E la lettera ricevuta che più ti ha toccato il cuore?
“Una lettera d’amore dici? Non è una lettera d’amore ma un biglietto d’amore. Banale se vuoi. Ma io credo nei piccoli gesti, quindi apprezzato. L’ho trovato sul letto dell’uomo che mi aspettava e che ha scritto: ben arrivata, ti amo”.
Il covid. All’inizio del 2021 lo hai avuto e hai scelto di condividere la tua esperienza con i telespettatori, come mai?
“Mi interessava dire che non è un’influenza. Che il virus balla con le nostre debolezze. E poi che sei solo e ti devi occupare di te stesso. Io ho una certa dimestichezza con le malattie con le quali convivo e, se non sembrasse assurdo, direi anche che con loro ho una sorta di affezione. Ciò nonostante, o forse per quello, con il covid ho subito molto la frustrazione della solitudine. Sapere che dall’altra parte c’erano le persone che ami, per me mia figlia, e non poterla toccare. In tanti anni, anche di esperienze faticose dal punto di vista fisico, questa impossibilità non l’avevo mai sperimentata. Questa condizione mi faceva pensare al fatto che noi viviamo una vita privilegiata. Io di sicuro: faccio il lavoro che amo, vivo in una casa con giardino, un grande privilegio. Ma ho pensato a quelli che vivono in una casa di 50 metri quadri con quattro persone e un bagno, con il terrore di attaccare la malattia agli altri. Ho voluto condividere quella dimensione di solitudine, quella specifica sensazione che non mi era mai capitato di provare in modo così forte. Mi sembrava importante dire che se hai delle fragilità con il covid diventano una sorta di amplificatore e percepisci, in solitudine, la battaglia che stai combattendo. Siamo veramente tutti fragili, e anche chi pensa di stare bene si deve preoccupare di chi tanto bene non sta”.
A 18 anni hai vinto il premio letterario indetto dall’Espresso e questa estate ti hanno conferito il Premio Matilde Serao: sei una vincitrice di premi?
“No, no, no. Non sono una vincitrice di premi. Mi emoziono moltissimo quando mi viene dato un riconoscimento, anche quando i colleghi che lavorano con me mi fanno un complimento, provo sempre un sentimento di emozione, di stupore, penso “vabbè si sono sbagliati pure stavolta”. Mia figlia mi prende in giro quando qualcuno mi chiede una foto, dice che faccio uno sguardo “assurdo”. È vero, infatti penso: perché vogliono una mia foto? Il Premio Matilde Serao è particolarmente apprezzato, perché è arrivato in un momento di rinascita della mia vita.
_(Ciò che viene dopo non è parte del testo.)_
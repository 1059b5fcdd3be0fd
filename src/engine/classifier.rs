//! Brain tumor classifier
//!
//! Runs the pretrained CNN over a preprocessed MRI scan and maps the output
//! distribution to a tumor class with per-class confidence percentages.

use std::collections::HashMap;
use std::path::Path;
use std::sync::Arc;

use anyhow::{bail, Context, Result};
use ndarray::Array4;
use openvino::{ElementType, Shape, Tensor};

use super::model::ClassifierModel;
use super::preprocess::{decode_image, preprocess_for_classification, CLASSIFIER_INPUT_SIZE};

/// Tumor classification classes.
#[derive(Debug, Clone, Copy, PartialEq, Eq)]
pub enum TumorClass {
    Glioma,
    Meningioma,
    Pituitary,
    NoTumor,
}

impl TumorClass {
    /// All classes in model output order:
    /// 0: glioma, 1: meningioma, 2: pituitary, 3: no tumor.
    /// The ordering is a training artifact of the bundled model and is not
    /// validated against it at runtime.
    pub const ALL: [TumorClass; 4] = [
        TumorClass::Glioma,
        TumorClass::Meningioma,
        TumorClass::Pituitary,
        TumorClass::NoTumor,
    ];

    pub fn as_str(&self) -> &'static str {
        match self {
            TumorClass::Glioma => "Glioma",
            TumorClass::Meningioma => "Meningioma",
            TumorClass::Pituitary => "Pituitary",
            TumorClass::NoTumor => "No Tumor",
        }
    }
}

/// Labeled classification result.
#[derive(Debug, Clone)]
pub struct Prediction {
    pub label: TumorClass,
    pub confidence_scores: HashMap<String, f32>,
}

impl Prediction {
    /// Map a model output distribution to a labeled prediction.
    ///
    /// The class of maximum probability is always selected, there is no
    /// low-confidence rejection. Scores are probabilities scaled to
    /// percentages.
    pub fn from_probabilities(probs: &[f32]) -> Result<Self> {
        if probs.len() != TumorClass::ALL.len() {
            bail!(
                "Unexpected model output length: {} (expected {})",
                probs.len(),
                TumorClass::ALL.len()
            );
        }

        let max_idx = probs
            .iter()
            .enumerate()
            .max_by(|(_, a), (_, b)| a.partial_cmp(b).unwrap())
            .map(|(idx, _)| idx)
            .unwrap_or(0);

        let confidence_scores = TumorClass::ALL
            .iter()
            .zip(probs.iter())
            .map(|(class, prob)| (class.as_str().to_string(), prob * 100.0))
            .collect();

        Ok(Self {
            label: TumorClass::ALL[max_idx],
            confidence_scores,
        })
    }
}

/// Brain tumor classifier backed by the shared model handle.
#[derive(Clone)]
pub struct TumorClassifier {
    model: Arc<ClassifierModel>,
}

impl TumorClassifier {
    /// Create a new classifier over a loaded model handle.
    pub fn new(model: Arc<ClassifierModel>) -> Self {
        Self { model }
    }

    /// Classify the scan stored at `path`.
    pub fn classify_file(&self, path: &Path) -> Result<Prediction> {
        let data = std::fs::read(path)
            .with_context(|| format!("Failed to read image {}", path.display()))?;
        self.classify_bytes(&data)
    }

    /// Classify an encoded PNG/JPEG scan.
    pub fn classify_bytes(&self, data: &[u8]) -> Result<Prediction> {
        let image = decode_image(data).context("Failed to decode image")?;
        let input_tensor = preprocess_for_classification(&image);

        let probs = self.forward(&input_tensor)?;

        Prediction::from_probabilities(&probs)
    }

    /// Run one forward pass and return the output distribution.
    fn forward(&self, input_tensor: &Array4<f32>) -> Result<Vec<f32>> {
        let mut request = self.model.create_infer_request()?;

        let (target_w, target_h) = CLASSIFIER_INPUT_SIZE;
        let input_shape = Shape::new(&[1, 1, target_h as i64, target_w as i64])?;
        let mut input = Tensor::new(ElementType::F32, &input_shape)?;

        // Copy data to tensor
        let input_data = input_tensor.as_slice().unwrap();
        unsafe {
            let tensor_data = input.get_raw_data_mut()?.as_mut_ptr() as *mut f32;
            std::ptr::copy_nonoverlapping(input_data.as_ptr(), tensor_data, input_data.len());
        }

        request.set_input_tensor(&input)?;
        request.infer()?;

        let output = request.get_output_tensor()?;
        let output_shape = output.get_shape()?;
        let output_len = output_shape.get_dimensions().iter().product::<i64>() as usize;

        let output_data: Vec<f32> = unsafe {
            let ptr = output.get_raw_data()?.as_ptr() as *const f32;
            std::slice::from_raw_parts(ptr, output_len).to_vec()
        };

        Ok(output_data)
    }
}

#[cfg(test)]
mod tests {
    use super::*;

    #[test]
    fn test_class_order_matches_output_layer() {
        assert_eq!(TumorClass::ALL[0].as_str(), "Glioma");
        assert_eq!(TumorClass::ALL[1].as_str(), "Meningioma");
        assert_eq!(TumorClass::ALL[2].as_str(), "Pituitary");
        assert_eq!(TumorClass::ALL[3].as_str(), "No Tumor");
    }

    #[test]
    fn test_prediction_picks_argmax() {
        let prediction = Prediction::from_probabilities(&[0.1, 0.2, 0.6, 0.1]).unwrap();
        assert_eq!(prediction.label, TumorClass::Pituitary);
    }

    #[test]
    fn test_confidence_scores_are_percentages() {
        let prediction = Prediction::from_probabilities(&[0.25, 0.25, 0.25, 0.25]).unwrap();

        let sum: f32 = prediction.confidence_scores.values().sum();
        assert!((sum - 100.0).abs() < 1e-3);
        assert!((prediction.confidence_scores["Glioma"] - 25.0).abs() < 1e-3);
    }

    #[test]
    fn test_prediction_equals_max_score_key() {
        let prediction = Prediction::from_probabilities(&[0.05, 0.7, 0.2, 0.05]).unwrap();

        let (best, _) = prediction
            .confidence_scores
            .iter()
            .max_by(|(_, a), (_, b)| a.partial_cmp(b).unwrap())
            .unwrap();
        assert_eq!(best, prediction.label.as_str());
    }

    #[test]
    fn test_unexpected_output_length_is_rejected() {
        assert!(Prediction::from_probabilities(&[0.5, 0.5]).is_err());
        assert!(Prediction::from_probabilities(&[]).is_err());
    }
}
Rinascita che auguro a tutto il Paese. Vivo un momento in cui il senso che più mi accompagna è di gratitudine. Sono grata alla vita per avermi fatto realizzare il mio sogno. Sono grata alla vita per aver avuto mia figlia. Sono grata per quello che oggi sono. E sono grata anche a chi ha pensato a me e mi ha voluto premiare”.